> [WHAT IS EXPECTED] Repeat every record below, word for word.

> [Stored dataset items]
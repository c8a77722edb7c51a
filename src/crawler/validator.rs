//! Candidate validation
//!
//! Structural checks always run. URL checks run when `validate-urls` is on, and
//! a live reachability check is added when `live-check-urls` is on as well.

use crate::crawler::RetryPolicy;
use crate::record::CandidateRecord;
use crate::source::{classify_request_error, classify_status, SourceError};
use crate::url::parse_web_url;
use async_trait::async_trait;
use reqwest::{Client, StatusCode};
use std::collections::HashMap;
use std::fmt;
use std::sync::Arc;
use tokio::sync::Mutex;
use tokio_util::sync::CancellationToken;
use tracing::{debug, warn};

/// Shortest acceptable church name, in characters
const MIN_NAME_CHARS: usize = 3;

/// Why a candidate was rejected
#[derive(Debug, Clone, Copy, PartialEq, Eq, Hash)]
pub enum RejectReason {
    MissingName,
    MissingLocation,
    MissingJurisdiction,
    MalformedUrl,
    UnreachableUrl,
}

impl RejectReason {
    /// Reason code recorded in the error log
    pub fn code(&self) -> &'static str {
        match self {
            Self::MissingName => "missing_name",
            Self::MissingLocation => "missing_location",
            Self::MissingJurisdiction => "missing_jurisdiction",
            Self::MalformedUrl => "malformed_url",
            Self::UnreachableUrl => "unreachable_url",
        }
    }
}

impl fmt::Display for RejectReason {
    fn fmt(&self, f: &mut fmt::Formatter<'_>) -> fmt::Result {
        f.write_str(self.code())
    }
}

#[derive(Debug, Clone, PartialEq, Eq)]
pub enum Verdict {
    Accept,
    Reject { reason: RejectReason, detail: String },
}

impl Verdict {
    fn reject(reason: RejectReason, detail: impl Into<String>) -> Self {
        Self::Reject {
            reason,
            detail: detail.into(),
        }
    }

    pub fn is_accept(&self) -> bool {
        matches!(self, Self::Accept)
    }
}

/// Checks that a URL answers
#[async_trait]
pub trait LinkChecker: Send + Sync {
    async fn check(&self, url: &str) -> Result<(), SourceError>;
}

/// Live check over HTTP: `HEAD`, falling back to `GET` for servers that refuse it
pub struct HttpLinkChecker {
    client: Client,
}

impl HttpLinkChecker {
    pub fn new(client: Client) -> Self {
        Self { client }
    }
}

#[async_trait]
impl LinkChecker for HttpLinkChecker {
    async fn check(&self, url: &str) -> Result<(), SourceError> {
        let response = self
            .client
            .head(url)
            .send()
            .await
            .map_err(|e| classify_request_error(url, &e))?;

        let status = match response.status() {
            StatusCode::METHOD_NOT_ALLOWED | StatusCode::NOT_IMPLEMENTED => self
                .client
                .get(url)
                .send()
                .await
                .map_err(|e| classify_request_error(url, &e))?
                .status(),
            status => status,
        };

        classify_status(url, status)
    }
}

/// Accepts or rejects cleaned candidates
pub struct Validator {
    validate_urls: bool,
    live: Option<Arc<dyn LinkChecker>>,
    policy: RetryPolicy,
    cancel: CancellationToken,
    /// Live-check results by URL, shared by every task of the session
    checked: Mutex<HashMap<String, Result<(), String>>>,
}

impl Validator {
    /// Creates a validator
    ///
    /// # Arguments
    ///
    /// * `validate_urls` - Check that candidate URLs are well formed
    /// * `live` - When set (and `validate_urls` is on), also check that they answer
    /// * `policy` - Retry policy for live checks
    /// * `cancel` - Session cancellation signal
    pub fn new(
        validate_urls: bool,
        live: Option<Arc<dyn LinkChecker>>,
        policy: RetryPolicy,
        cancel: CancellationToken,
    ) -> Self {
        Self {
            validate_urls,
            live,
            policy,
            cancel,
            checked: Mutex::new(HashMap::new()),
        }
    }

    /// Structural checks only, no network
    pub fn check_structure(candidate: &CandidateRecord) -> Verdict {
        if candidate.name.trim().chars().count() < MIN_NAME_CHARS {
            return Verdict::reject(
                RejectReason::MissingName,
                format!("name '{}' is shorter than {} characters", candidate.name.trim(), MIN_NAME_CHARS),
            );
        }

        if candidate.jurisdiction.trim().is_empty() {
            return Verdict::reject(RejectReason::MissingJurisdiction, "jurisdiction is empty");
        }

        let has_location = [&candidate.address, &candidate.city, &candidate.state]
            .iter()
            .any(|field| field.as_deref().is_some_and(|v| !v.trim().is_empty()));
        if !has_location {
            return Verdict::reject(
                RejectReason::MissingLocation,
                format!("'{}' has no address, city or state", candidate.name),
            );
        }

        Verdict::Accept
    }

    /// Validates one cleaned candidate
    pub async fn validate(&self, candidate: &CandidateRecord) -> Verdict {
        let verdict = Self::check_structure(candidate);
        if !verdict.is_accept() || !self.validate_urls {
            return verdict;
        }

        let urls = [&candidate.website, &candidate.source_url];
        for url in urls.iter().filter_map(|u| u.as_deref()) {
            if let Err(e) = parse_web_url(url) {
                return Verdict::reject(RejectReason::MalformedUrl, format!("{}: {}", url, e));
            }
        }

        if let Some(live) = &self.live {
            for url in urls.iter().filter_map(|u| u.as_deref()) {
                match self.live_check(live.as_ref(), url).await {
                    LiveCheck::Reachable => {}
                    LiveCheck::Unreachable(message) => {
                        return Verdict::reject(RejectReason::UnreachableUrl, message)
                    }
                    LiveCheck::Skipped => {
                        debug!(url, "Session cancelled, live check skipped");
                    }
                }
            }
        }

        Verdict::Accept
    }

    async fn live_check(&self, live: &dyn LinkChecker, url: &str) -> LiveCheck {
        if let Some(cached) = self.checked.lock().await.get(url) {
            return match cached {
                Ok(()) => LiveCheck::Reachable,
                Err(message) => LiveCheck::Unreachable(message.clone()),
            };
        }

        let outcome = self.policy.run(&self.cancel, url, || live.check(url)).await;
        let result = match outcome.result {
            Ok(()) => Ok(()),
            // Cut short by cancellation: inconclusive, not cached
            Err(_) if self.cancel.is_cancelled() => return LiveCheck::Skipped,
            Err(e) => {
                warn!(url, attempts = outcome.attempts, error = %e, "URL unreachable");
                Err(e.to_string())
            }
        };

        debug!(url, ok = result.is_ok(), "Live URL check");
        self.checked.lock().await.insert(url.to_string(), result.clone());
        match result {
            Ok(()) => LiveCheck::Reachable,
            Err(message) => LiveCheck::Unreachable(message),
        }
    }
}

enum LiveCheck {
    Reachable,
    Unreachable(String),
    Skipped,
}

> [WRITTEN RESPONSE]
repository c8a77722edb7c51a
filename src/crawler/validator.rs
//! Candidate validation
//!
//! Structural checks always run. URL checks run when `validate-urls` is on, and
//! a live reachability check is added when `live-check-urls` is on as well.

use crate::crawler::RetryPolicy;
use crate::record::CandidateRecord;
use crate::source::{classify_request_error, classify_status, SourceError};
use crate::url::parse_web_url;
use async_trait::async_trait;
use reqwest::{Client, StatusCode};
use std::collections::HashMap;
use std::fmt;
use std::sync::Arc;
use tokio::sync::Mutex;
use tokio_util::sync::CancellationToken;
use tracing::{debug, warn};

/// Shortest acceptable church name, in characters
const MIN_NAME_CHARS: usize = 3;

/// Why a candidate was rejected
#[derive(Debug, Clone, Copy, PartialEq, Eq, Hash)]
pub enum RejectReason {
    MissingName,
    MissingLocation,
    MissingJurisdiction,
    MalformedUrl,
    UnreachableUrl,
}

impl RejectReason {
    /// Reason code recorded in the error log
    pub fn code(&self) -> &'static str {
        match self {
            Self::MissingName => "missing_name",
            Self::MissingLocation => "missing_location",
            Self::MissingJurisdiction => "missing_jurisdiction",
            Self::MalformedUrl => "malformed_url",
            Self::UnreachableUrl => "unreachable_url",
        }
    }
}

impl fmt::Display for RejectReason {
    fn fmt(&self, f: &mut fmt::Formatter<'_>) -> fmt::Result {
        f.write_str(self.code())
    }
}

#[derive(Debug, Clone, PartialEq, Eq)]
pub enum Verdict {
    Accept,
    Reject { reason: RejectReason, detail: String },
}

impl Verdict {
    fn reject(reason: RejectReason, detail: impl Into<String>) -> Self {
        Self::Reject {
            reason,
            detail: detail.into(),
        }
    }

    pub fn is_accept(&self) -> bool {
        matches!(self, Self::Accept)
    }
}

/// Checks that a URL answers
#[async_trait]
pub trait LinkChecker: Send + Sync {
    async fn check(&self, url: &str) -> Result<(), SourceError>;
}

/// Live check over HTTP: `HEAD`, falling back to `GET` for servers that refuse it
pub struct HttpLinkChecker {
    client: Client,
}

impl HttpLinkChecker {
    pub fn new(client: Client) -> Self {
        Self { client }
    }
}

#[async_trait]
impl LinkChecker for HttpLinkChecker {
    async fn check(&self, url: &str) -> Result<(), SourceError> {
        let response = self
            .client
            .head(url)
            .send()
            .await
            .map_err(|e| classify_request_error(url, &e))?;

        let status = match response.status() {
            StatusCode::METHOD_NOT_ALLOWED | StatusCode::NOT_IMPLEMENTED => self
                .client
                .get(url)
                .send()
                .await
                .map_err(|e| classify_request_error(url, &e))?
                .status(),
            status => status,
        };

        classify_status(url, status)
    }
}

/// Accepts or rejects cleaned candidates
pub struct Validator {
    validate_urls: bool,
    live: Option<Arc<dyn LinkChecker>>,
    policy: RetryPolicy,
    cancel: CancellationToken,
    /// Live-check results by URL, shared by every task of the session
    checked: Mutex<HashMap<String, Result<(), String>>>,
}

impl Validator {
    /// Creates a validator
    ///
    /// # Arguments
    ///
    /// * `validate_urls` - Check that candidate URLs are well formed
    /// * `live` - When set (and `validate_urls` is on), also check that they answer
    /// * `policy` - Retry policy for live checks
    /// * `cancel` - Session cancellation signal
    pub fn new(
        validate_urls: bool,
        live: Option<Arc<dyn LinkChecker>>,
        policy: RetryPolicy,
        cancel: CancellationToken,
    ) -> Self {
        Self {
            validate_urls,
            live,
            policy,
            cancel,
            checked: Mutex::new(HashMap::new()),
        }
    }

    /// Structural checks only, no network
    pub fn check_structure(candidate: &CandidateRecord) -> Verdict {
        if candidate.name.trim().chars().count() < MIN_NAME_CHARS {
            return Verdict::reject(
                RejectReason::MissingName,
                format!("name '{}' is shorter than {} characters", candidate.name.trim(), MIN_NAME_CHARS),
            );
        }

        if candidate.jurisdiction.trim().is_empty() {
            return Verdict::reject(RejectReason::MissingJurisdiction, "jurisdiction is empty");
        }

        let has_location = [&candidate.address, &candidate.city, &candidate.state]
            .iter()
            .any(|field| field.as_deref().is_some_and(|v| !v.trim().is_empty()));
        if !has_location {
            return Verdict::reject(
                RejectReason::MissingLocation,
                format!("'{}' has no address, city or state", candidate.name),
            );
        }

        Verdict::Accept
    }

    /// Validates one cleaned candidate
    pub async fn validate(&self, candidate: &CandidateRecord) -> Verdict {
        let verdict = Self::check_structure(candidate);
        if !verdict.is_accept() || !self.validate_urls {
            return verdict;
        }

        let urls = [&candidate.website, &candidate.source_url];
        for url in urls.iter().filter_map(|u| u.as_deref()) {
            if let Err(e) = parse_web_url(url) {
                return Verdict::reject(RejectReason::MalformedUrl, format!("{}: {}", url, e));
            }
        }

        if let Some(live) = &self.live {
            for url in urls.iter().filter_map(|u| u.as_deref()) {
                match self.live_check(live.as_ref(), url).await {
                    LiveCheck::Reachable => {}
                    LiveCheck::Unreachable(message) => {
                        return Verdict::reject(RejectReason::UnreachableUrl, message)
                    }
                    LiveCheck::Skipped => {
                        debug!(url, "Session cancelled, live check skipped");
                    }
                }
            }
        }

        Verdict::Accept
    }

    async fn live_check(&self, live: &dyn LinkChecker, url: &str) -> LiveCheck {
        if let Some(cached) = self.checked.lock().await.get(url) {
            return match cached {
                Ok(()) => LiveCheck::Reachable,
                Err(message) => LiveCheck::Unreachable(message.clone()),
            };
        }

        let outcome = self.policy.run(&self.cancel, url, || live.check(url)).await;
        let result = match outcome.result {
            Ok(()) => Ok(()),
            // Cut short by cancellation: inconclusive, not cached
            Err(_) if self.cancel.is_cancelled() => return LiveCheck::Skipped,
            Err(e) => {
                warn!(url, attempts = outcome.attempts, error = %e, "URL unreachable");
                Err(e.to_string())
            }
        };

        debug!(url, ok = result.is_ok(), "Live URL check");
        self.checked.lock().await.insert(url.to_string(), result.clone());
        match result {
            Ok(()) => LiveCheck::Reachable,
            Err(message) => LiveCheck::Unreachable(message),
        }
    }
}

enum LiveCheck {
    Reachable,
    Unreachable(String),
    Skipped,
}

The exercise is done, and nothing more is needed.